When Ronald Reagan was shot in 1981 by John Hinckley, no direct move to invoke the 25th Amendment was made to allow George H. W. Bush to take over. And when Reagan gave some staff people concern over his mental stability in the second term, White House Chief of Staff Howard Baker arranged for some crucial observations and evaluations of the President’s ability to do his job, and came away believing Reagan was capable of fulfilling his duties, so that the 25th Amendment was again not put into play. However, when Reagan had colon cancer surgery in 1985 Vice President George H. W. Bush was given full authority to act as president under the 25th Amendment. This was a first. His “presidency” lasted 7 hours and 50 minutes.
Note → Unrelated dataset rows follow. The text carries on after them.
//! Registry of log message handlers.
//!
//! There is at most one handler per [MessageKind]; registering again replaces it.
//! Handlers are invoked outside of the registry lock so they may freely (un)subscribe.
use std::collections::HashMap;
use std::sync::{Arc, PoisonError, RwLock};

use crossbeam::channel::{bounded, Receiver, TrySendError};
use tracing::trace;

use super::engine::LogChunk;
use super::message::{
    AddLoggedMessage, DataMessage, DropoutMessage, FlagBitsMessage, FormatMessage,
    InfoMessage, InfoMultipleMessage, LogMessage, LoggingMessage, MessageKind,
    ParameterMessage, RemoveLoggedMessage, SyncMessage,
};

pub type Handler = Arc<dyn Fn(&LogMessage) + Send + Sync>;
pub type ChunkHandler = Arc<dyn Fn(&LogChunk) + Send + Sync>;

#[derive(Default)]
pub struct Subscriptions {
    handlers: RwLock<HashMap<MessageKind, Handler>>,
    chunk_handler: RwLock<Option<ChunkHandler>>,
}

impl std::fmt::Debug for Subscriptions {
    fn fmt(&self, f: &mut std::fmt::Formatter<'_>) -> std::fmt::Result {
        let handlers = self.handlers.read().unwrap_or_else(PoisonError::into_inner);
        f.debug_struct("Subscriptions")
            .field("kinds", &handlers.keys().collect::<Vec<_>>())
            .finish_non_exhaustive()
    }
}

macro_rules! typed_subscribe {
    ($($(#[$meta:meta])* $name:ident => $variant:ident($msg:ty);)+) => {
        $(
            $(#[$meta])*
            pub fn $name<F>(&self, handler: F)
            where
                F: Fn(&$msg) + Send + Sync + 'static,
            {
                self.subscribe(MessageKind::$variant, move |msg| {
                    if let LogMessage::$variant(msg) = msg {
                        handler(msg);
                    }
                });
            }
        )+
    };
}

impl Subscriptions {
    /// Register `handler` for messages of `kind`, replacing any existing handler.
    pub fn subscribe<F>(&self, kind: MessageKind, handler: F)
    where
        F: Fn(&LogMessage) + Send + Sync + 'static,
    {
        self.handlers
            .write()
            .unwrap_or_else(PoisonError::into_inner)
            .insert(kind, Arc::new(handler));
    }

    /// Remove the handler for `kind`, returning whether there was one.
    pub fn unsubscribe(&self, kind: MessageKind) -> bool {
        self.handlers
            .write()
            .unwrap_or_else(PoisonError::into_inner)
            .remove(&kind)
            .is_some()
    }

    #[must_use]
    pub fn is_subscribed(&self, kind: MessageKind) -> bool {
        self.handlers
            .read()
            .unwrap_or_else(PoisonError::into_inner)
            .contains_key(&kind)
    }

    /// Subscribe to `kind` through a bounded channel. Messages are dropped while the
    /// channel is full and the subscription is removed once the receiver is gone.
    #[must_use]
    pub fn channel(self: &Arc<Self>, kind: MessageKind, capacity: usize) -> Receiver<LogMessage> {
        let (tx, rx) = bounded(capacity);
        let registry = Arc::downgrade(self);
        self.subscribe(kind, move |msg| {
            if let Err(TrySendError::Disconnected(_)) = tx.try_send(msg.clone()) {
                if let Some(registry) = registry.upgrade() {
                    registry.unsubscribe(kind);
                }
            }
        });
        rx
    }

    typed_subscribe! {
        on_flag_bits => FlagBits(FlagBitsMessage);
        on_format => Format(FormatMessage);
        on_info => Info(InfoMessage);
        on_info_multiple => InfoMultiple(InfoMultipleMessage);
        on_parameter => Parameter(ParameterMessage);
        on_add_logged => AddLogged(AddLoggedMessage);
        on_remove_logged => RemoveLogged(RemoveLoggedMessage);
        on_data => Data(DataMessage);
        /// Text log messages.
        on_logging => Logging(LoggingMessage);
        on_dropout => Dropout(DropoutMessage);
        on_sync => Sync(SyncMessage);
    }

    /// Register a handler receiving every raw log chunk before reassembly.
    pub fn on_chunk<F>(&self, handler: F)
    where
        F: Fn(&LogChunk) + Send + Sync + 'static,
    {
        *self
            .chunk_handler
            .write()
            .unwrap_or_else(PoisonError::into_inner) = Some(Arc::new(handler));
    }

    pub fn clear_chunk_handler(&self) {
        *self
            .chunk_handler
            .write()
            .unwrap_or_else(PoisonError::into_inner) = None;
    }

    /// Deliver `msg` to the handler for its kind, returning whether there was one.
    pub fn dispatch(&self, msg: &LogMessage) -> bool {
        let handler = self
            .handlers
            .read()
            .unwrap_or_else(PoisonError::into_inner)
            .get(&msg.kind())
            .cloned();
        match handler {
            Some(handler) => {
                handler(msg);
                true
            }
            None => {
                trace!(kind = ?msg.kind(), "no subscriber for message");
                false
            }
        }
    }

    pub(crate) fn dispatch_chunk(&self, chunk: &LogChunk) {
        let handler = self
            .chunk_handler
            .read()
            .unwrap_or_else(PoisonError::into_inner)
            .clone();
        if let Some(handler) = handler {
            handler(chunk);
        }
    }
}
President George H. W. Bush had a virus while on a diplomatic trip to Japan, vomiting on the Japanese Prime Minister in 1992, but the incident was brushed off as nothing to be concerned about, as Bush was in the process of running for reelection. He recovered quickly, and no consideration of Vice President Dan Quayle taking over was made. Nor was any action taken when Bush had an incident known as “atrial fibrillation,” an irregular heartbeat, in 1991.
His son, George W. Bush, had two colonoscopies in 2002 and 2007, with Vice President Dick Cheney taking power under the 25th Amendment for a few hours each time, but otherwise the Amendment has never seriously been put into play.
The fact that Hillary Clinton has pneumonia is not cause for hysteria, as it is very common, and easily treated, but what this news does do is make one think about who is Vice President in the next term, and clearly, the thought of a Tim Kaine succeeding to the Presidency is far more acceptable and comforting than if Mike Pence were to be next in line. But no President or Presidential candidate is likely to volunteer more information about his or her health publicly, except under media pressure. One can be sure that Donald Trump would be no more willing to reveal anything about his health except under public demand, which may happen now for both candidates, due to the Hillary Clinton news story.